* Source information:

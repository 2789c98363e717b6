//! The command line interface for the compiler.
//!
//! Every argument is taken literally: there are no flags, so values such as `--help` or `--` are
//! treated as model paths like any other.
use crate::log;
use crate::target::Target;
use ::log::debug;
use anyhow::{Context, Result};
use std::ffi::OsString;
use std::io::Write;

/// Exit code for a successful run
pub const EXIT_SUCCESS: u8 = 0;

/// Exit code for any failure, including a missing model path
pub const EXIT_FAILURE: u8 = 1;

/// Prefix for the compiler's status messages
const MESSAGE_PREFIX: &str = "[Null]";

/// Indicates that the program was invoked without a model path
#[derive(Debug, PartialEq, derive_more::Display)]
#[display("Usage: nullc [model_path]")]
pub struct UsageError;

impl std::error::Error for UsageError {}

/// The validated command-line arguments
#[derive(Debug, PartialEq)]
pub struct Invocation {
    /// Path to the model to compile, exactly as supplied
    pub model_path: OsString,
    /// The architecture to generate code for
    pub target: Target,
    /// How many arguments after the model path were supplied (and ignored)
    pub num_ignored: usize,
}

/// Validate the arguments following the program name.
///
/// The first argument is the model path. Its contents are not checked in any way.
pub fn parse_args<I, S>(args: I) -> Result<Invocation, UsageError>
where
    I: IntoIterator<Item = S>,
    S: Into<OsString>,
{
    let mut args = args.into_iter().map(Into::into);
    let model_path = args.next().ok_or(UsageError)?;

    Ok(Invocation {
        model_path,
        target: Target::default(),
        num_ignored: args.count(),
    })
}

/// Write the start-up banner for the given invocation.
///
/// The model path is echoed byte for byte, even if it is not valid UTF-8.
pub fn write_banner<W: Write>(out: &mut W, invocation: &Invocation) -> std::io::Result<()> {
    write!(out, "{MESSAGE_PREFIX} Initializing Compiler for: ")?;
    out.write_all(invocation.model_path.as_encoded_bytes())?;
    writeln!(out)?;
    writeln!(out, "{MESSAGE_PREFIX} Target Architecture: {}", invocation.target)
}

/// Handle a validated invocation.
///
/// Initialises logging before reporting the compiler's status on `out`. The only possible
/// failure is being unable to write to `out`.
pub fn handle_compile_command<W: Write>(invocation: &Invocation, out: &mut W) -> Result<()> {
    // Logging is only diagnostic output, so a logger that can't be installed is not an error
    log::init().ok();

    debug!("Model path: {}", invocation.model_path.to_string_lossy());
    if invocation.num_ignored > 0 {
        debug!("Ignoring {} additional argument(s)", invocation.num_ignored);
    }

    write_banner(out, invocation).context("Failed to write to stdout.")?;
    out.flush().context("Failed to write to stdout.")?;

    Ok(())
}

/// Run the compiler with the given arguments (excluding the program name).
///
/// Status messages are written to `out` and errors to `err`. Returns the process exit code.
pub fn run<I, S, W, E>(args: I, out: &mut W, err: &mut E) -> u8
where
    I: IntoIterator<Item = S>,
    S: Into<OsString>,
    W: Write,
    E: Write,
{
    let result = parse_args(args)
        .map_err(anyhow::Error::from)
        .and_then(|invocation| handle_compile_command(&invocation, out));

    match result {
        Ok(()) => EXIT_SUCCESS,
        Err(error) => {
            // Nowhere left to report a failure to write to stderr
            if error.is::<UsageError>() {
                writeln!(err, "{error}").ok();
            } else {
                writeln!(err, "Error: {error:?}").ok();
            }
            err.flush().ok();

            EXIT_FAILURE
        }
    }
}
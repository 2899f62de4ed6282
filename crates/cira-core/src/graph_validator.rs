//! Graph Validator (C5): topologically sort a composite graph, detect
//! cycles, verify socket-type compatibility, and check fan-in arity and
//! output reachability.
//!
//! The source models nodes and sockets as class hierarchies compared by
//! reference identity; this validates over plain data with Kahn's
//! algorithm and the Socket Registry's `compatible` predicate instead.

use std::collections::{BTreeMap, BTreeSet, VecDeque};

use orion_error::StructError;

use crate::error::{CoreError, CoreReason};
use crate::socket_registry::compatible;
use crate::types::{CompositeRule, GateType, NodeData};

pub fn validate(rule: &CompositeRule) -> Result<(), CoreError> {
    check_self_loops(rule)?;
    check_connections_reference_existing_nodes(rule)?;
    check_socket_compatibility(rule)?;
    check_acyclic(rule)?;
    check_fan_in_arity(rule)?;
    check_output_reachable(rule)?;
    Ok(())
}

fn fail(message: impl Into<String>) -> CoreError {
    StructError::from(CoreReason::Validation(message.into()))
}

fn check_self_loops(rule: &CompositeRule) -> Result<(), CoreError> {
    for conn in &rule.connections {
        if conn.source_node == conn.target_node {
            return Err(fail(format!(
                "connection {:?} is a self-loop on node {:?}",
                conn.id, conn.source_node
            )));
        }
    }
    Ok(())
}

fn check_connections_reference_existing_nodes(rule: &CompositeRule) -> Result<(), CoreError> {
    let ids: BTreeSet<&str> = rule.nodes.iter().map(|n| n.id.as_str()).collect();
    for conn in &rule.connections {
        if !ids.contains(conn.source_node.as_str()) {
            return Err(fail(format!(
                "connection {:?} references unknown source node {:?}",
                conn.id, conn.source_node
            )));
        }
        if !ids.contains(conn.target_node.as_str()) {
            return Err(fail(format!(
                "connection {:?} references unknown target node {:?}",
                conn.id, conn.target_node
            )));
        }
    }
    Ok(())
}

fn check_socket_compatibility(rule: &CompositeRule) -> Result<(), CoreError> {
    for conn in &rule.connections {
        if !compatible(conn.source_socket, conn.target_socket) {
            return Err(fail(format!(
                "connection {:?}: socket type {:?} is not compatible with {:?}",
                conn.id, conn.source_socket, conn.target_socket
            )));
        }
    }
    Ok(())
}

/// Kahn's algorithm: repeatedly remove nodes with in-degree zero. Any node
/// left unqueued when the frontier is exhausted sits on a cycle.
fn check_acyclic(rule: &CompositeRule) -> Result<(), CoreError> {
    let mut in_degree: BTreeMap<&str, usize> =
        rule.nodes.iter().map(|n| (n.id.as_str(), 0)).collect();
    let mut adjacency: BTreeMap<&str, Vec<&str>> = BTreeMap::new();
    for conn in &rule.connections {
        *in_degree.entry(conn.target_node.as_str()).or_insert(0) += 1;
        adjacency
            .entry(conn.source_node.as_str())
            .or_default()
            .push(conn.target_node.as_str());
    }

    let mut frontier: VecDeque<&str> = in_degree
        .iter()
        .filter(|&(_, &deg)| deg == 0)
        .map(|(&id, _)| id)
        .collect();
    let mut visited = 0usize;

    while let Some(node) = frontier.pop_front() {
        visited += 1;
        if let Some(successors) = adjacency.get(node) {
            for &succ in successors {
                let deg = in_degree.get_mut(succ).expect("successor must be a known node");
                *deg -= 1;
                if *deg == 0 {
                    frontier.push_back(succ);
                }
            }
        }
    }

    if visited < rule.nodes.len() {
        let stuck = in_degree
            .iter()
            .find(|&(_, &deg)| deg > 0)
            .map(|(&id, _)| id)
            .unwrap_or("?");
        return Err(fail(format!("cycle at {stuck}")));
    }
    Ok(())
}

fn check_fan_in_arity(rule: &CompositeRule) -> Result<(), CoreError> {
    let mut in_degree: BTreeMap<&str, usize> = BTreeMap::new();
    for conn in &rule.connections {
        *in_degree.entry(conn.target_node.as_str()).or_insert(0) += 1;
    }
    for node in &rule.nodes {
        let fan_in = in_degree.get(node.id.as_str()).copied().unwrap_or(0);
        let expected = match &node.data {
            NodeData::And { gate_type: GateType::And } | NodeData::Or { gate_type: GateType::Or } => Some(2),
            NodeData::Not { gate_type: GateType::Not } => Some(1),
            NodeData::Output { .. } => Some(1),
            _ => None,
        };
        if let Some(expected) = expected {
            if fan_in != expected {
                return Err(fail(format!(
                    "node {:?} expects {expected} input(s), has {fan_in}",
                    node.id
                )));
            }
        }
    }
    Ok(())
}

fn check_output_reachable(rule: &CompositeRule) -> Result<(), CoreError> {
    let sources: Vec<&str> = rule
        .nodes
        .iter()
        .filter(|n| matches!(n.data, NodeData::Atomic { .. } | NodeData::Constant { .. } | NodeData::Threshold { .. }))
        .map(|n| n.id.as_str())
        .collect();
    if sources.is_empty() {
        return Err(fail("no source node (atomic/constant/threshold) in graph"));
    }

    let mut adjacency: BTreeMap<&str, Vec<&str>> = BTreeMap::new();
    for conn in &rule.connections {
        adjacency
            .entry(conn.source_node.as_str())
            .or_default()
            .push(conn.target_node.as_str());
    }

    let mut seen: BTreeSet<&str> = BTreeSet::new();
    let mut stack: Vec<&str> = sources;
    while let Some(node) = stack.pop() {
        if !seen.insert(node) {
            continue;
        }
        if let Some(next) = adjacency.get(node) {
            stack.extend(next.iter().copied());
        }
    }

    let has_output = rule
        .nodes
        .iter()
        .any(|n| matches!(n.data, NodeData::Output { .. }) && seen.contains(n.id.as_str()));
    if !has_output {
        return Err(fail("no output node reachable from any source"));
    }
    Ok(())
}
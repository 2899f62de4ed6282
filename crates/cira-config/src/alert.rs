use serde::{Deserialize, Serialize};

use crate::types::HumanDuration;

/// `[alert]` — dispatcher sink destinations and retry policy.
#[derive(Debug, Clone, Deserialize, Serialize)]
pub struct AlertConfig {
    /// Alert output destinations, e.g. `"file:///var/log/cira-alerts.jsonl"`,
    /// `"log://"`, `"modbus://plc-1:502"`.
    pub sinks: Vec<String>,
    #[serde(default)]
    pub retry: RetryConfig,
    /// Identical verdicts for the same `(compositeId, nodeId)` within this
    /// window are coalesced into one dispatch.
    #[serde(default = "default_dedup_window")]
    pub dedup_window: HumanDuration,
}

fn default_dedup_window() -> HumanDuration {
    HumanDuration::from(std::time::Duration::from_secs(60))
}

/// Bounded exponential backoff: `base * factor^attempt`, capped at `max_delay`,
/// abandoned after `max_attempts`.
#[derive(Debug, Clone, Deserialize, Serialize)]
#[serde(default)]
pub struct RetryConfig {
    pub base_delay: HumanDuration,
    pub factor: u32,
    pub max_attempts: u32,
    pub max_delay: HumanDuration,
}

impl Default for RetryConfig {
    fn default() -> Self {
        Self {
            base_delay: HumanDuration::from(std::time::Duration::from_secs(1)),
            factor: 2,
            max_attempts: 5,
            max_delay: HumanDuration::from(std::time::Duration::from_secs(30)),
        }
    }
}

* Exercise aim:
Please list every line of the records that contains "supplied".

* Output:
    /// Path to the model to compile, exactly as supplied
    /// How many arguments after the model path were supplied (and ignored)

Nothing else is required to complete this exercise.